Le groupe Essor est la cible de « 50.000 à 60.000 tentatives d’intrusion par mois »

Spécialisé dans l’immobilier tertiaire, le groupe palois Essor a récemment pris la décision d’investir dans la sécurité informatique. À l’origine de ce choix, la croissance de l’entreprise, mais aussi une cyberattaque déjouée. Comment estimer le coût du risque de sécurité, quel format donner à son investissement dans la sécurité, comment éduquer ses équipes à ces enjeux…

Retour sur ces questions avec Elodie Lalanne-Larrieu, directrice générale déléguée en charge des fonctions support, et Maxime Chardin, responsable de la sécurité informatique.

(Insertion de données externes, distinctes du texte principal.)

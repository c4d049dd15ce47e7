//! Audit pipeline configuration.

use std::time::Duration;

use serde::{Deserialize, Serialize};

/// Bounded audit queue and its worker pool.
#[derive(Debug, Clone, Serialize, Deserialize)]
pub struct AuditConfig {
    /// Events buffered before new ones are dropped.
    #[serde(default = "default_queue_capacity")]
    pub queue_capacity: usize,
    /// Number of tasks draining the queue.
    #[serde(default = "default_workers")]
    pub workers: usize,
    /// Deadline for a single audit write, in milliseconds.
    #[serde(default = "default_write_timeout")]
    pub write_timeout_ms: u64,
}

impl AuditConfig {
    /// Per-write deadline.
    pub fn write_timeout(&self) -> Duration {
        Duration::from_millis(self.write_timeout_ms)
    }
}

impl Default for AuditConfig {
    fn default() -> Self {
        Self {
            queue_capacity: default_queue_capacity(),
            workers: default_workers(),
            write_timeout_ms: default_write_timeout(),
        }
    }
}

fn default_queue_capacity() -> usize {
    1024
}

fn default_workers() -> usize {
    2
}

fn default_write_timeout() -> u64 {
    5000
}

Qu’est-ce qui a motivé le groupe Essor à investir dans la sécurité informatique ?
Elodie Lalanne-Larrieu, directrice générale déléguée : En toute logique, ça ne devrait être ni le fait d’atteindre une certaine taille, ni celui d’être ciblé par une tentative d’intrusion – réussie ou échouée -, qui devrait faire s’intéresser
l’entreprise à la sécurité de la donnée. Malheureusement, dans la vraie vie, c’est souvent le cas… Pour nous, ç’a été les deux : il y a quatre mois, nous avons subi une attaque partielle, que nous avons pu maîtriser. Et la direction
générale avait pris la décision de poser une politique de gestion des risques. Or, en gestion des risques, une cyberattaque réussie, c’est un cygne noir : elle a peu de chances de réussir, mais si elle réussit c’est une catastrophe, et pour
certaines entreprises, c’est potentiellement mortel.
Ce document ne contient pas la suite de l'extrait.